─── Data shown ───

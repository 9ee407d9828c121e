mod cli;

use anyhow::Result;
use clap::Parser; // needed for Cli::parse()
use std::io;
use tracing::Level;
use tracing_subscriber::EnvFilter;

use cli::commands::run_cli;
use cli::opts::Cli;

fn main() -> Result<()> {
    let args = Cli::parse();

    let level = match args.verbose {
        0 => Level::WARN,
        1 => Level::DEBUG,
        _ => Level::TRACE,
    };
    // Logs go to stderr so --json output stays machine-readable.
    tracing_subscriber::fmt()
        .with_env_filter(
            EnvFilter::try_from_default_env()
                .unwrap_or_else(|_| EnvFilter::default().add_directive(level.into())),
        )
        .with_writer(io::stderr)
        .with_target(false)
        .with_ansi(false)
        .init();

    run_cli(args)
}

───

The response must consist solely of the number of lines in the listing above that contain "EnvFilter".

3